Die Monographie hinterlässt einen zwiespältigen Eindruck: Aounallahs großes Verdienst liegt darin, die territoriale Organisation der coloniae unter Augustus analysiert zu haben. Gerade die karthagische pertica war eben nicht, wie vielfach in der Forschung offen oder stillschweigend angenommen, einheitlich gestaltet, sondern zeichnete sich durch eine organisatorische Vielfalt aus, deren Facetten wir heute nur noch zum Teil erfassen können. Bezüglich dieser Aspekte bietet Aounallahs Werk sicher eine solide Grundlage für weitere Forschungen. Viele Einzelinterpretationen – gerade zur Herrschaftsorganisation in republikanischer und cäsarischer Zeit – sind jedoch meines Erachtens in der hier präsentierten Form kaum haltbar.7

Anmerkungen:
1 Vgl. besonders Cl. Poinssot, Immunitas perticae Carthaginensium, in: CRAI 1962, S. 55–76, der anhand eines Inschriftenneufunds (AE 1963, 94) die Existenz einer weitausgedehnten pertica Karthagos nachgewiesen hat.
2 Zu den Inschriften aus Uchi Maius vgl. A. Ibba (Hrsg.), Uchi Maius 2. Le iscrizioni, Sassari 2006; zu den neueren Einzelfunden gehören insbesondere drei Inschriften aus Siviri, die für diesen Ort die Existenz von pagus und civitas belegen (vgl. dazu S. Aounallah; L. Maurin, Pagus et civitas Siviritani. Une nouvelle commune double dans la pertica de Carthage, in: ZPE 167 (2008), 227– 250).

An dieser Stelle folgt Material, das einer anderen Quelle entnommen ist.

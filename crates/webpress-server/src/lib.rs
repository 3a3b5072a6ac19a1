//! WebPress Server - HTTP service over the transcoding pipeline
//!
//! Routes (under `/api`): a root banner, `POST /compress` for the
//! image-to-WebP conversion, and `GET /stats` for the recorded
//! compression statistics. Persistence is a MongoDB collection the
//! service only ever appends to and reads back.

pub mod config;
pub mod error;
pub mod models;
pub mod routes;
pub mod store;

pub use config::Config;
pub use error::ApiError;
pub use models::{CompressionRecord, RecordFactory, StatusCheck};
pub use routes::{app, AppState};
pub use store::{StatsRecorder, StatsStore, StoreError};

3 Vgl. dazu insbesondere B. D. Shaw, The Elder Pliny’s African Geography, in: Historia 30 (1981), S. 424–471.
4 Die in Afrika bekannten Ären beziehen sich wie im Fall der Mauretania Caesariensis auf die Provinzgründung oder auf bestimmte Kulte (so insbesondere beim Cereres-Kult in Karthago).
5 Vgl. M. Khanoussi, Thugga (Dougga) sous le Haut-Empire: une ville double?, in: Africa Romana 10 (1994), S. 597–602 und der erste Bericht zu den tunesisch-deutschen Grabungen in Thugga (M. Khanoussi; V. M. Strocka (Hrsg.), Thugga I. Grundlagen und Berichte, Mainz 2002), die beide von Aounallah nicht rezipiert werden.
6 S. Ritter, Götter und ihre Verehrer in Nordafrika: Die Heiligtümer von Thugga als Modellfall, in JRA 19 (2006), S. 549–558, hier 556–558 (als Rezension zu S. Saint-Amans, Topographie religieuse de Thugga (Dougga), ville romaine d’Afrique Proconsulaire (Tunisie), Bordeaux 2004.
7 Ärgerlich ist zudem, dass das Literaturverzeichnis schlampig erstellt wurde: Teilweise fehlen Angaben oder sind mit „???“ versehen. Titel von nicht-französischen Beiträgen enthalten zum Teil orthographische Fehler, wobei ohnehin so gut wie keine anderssprachige Literatur von Aounallah herangezogen wird.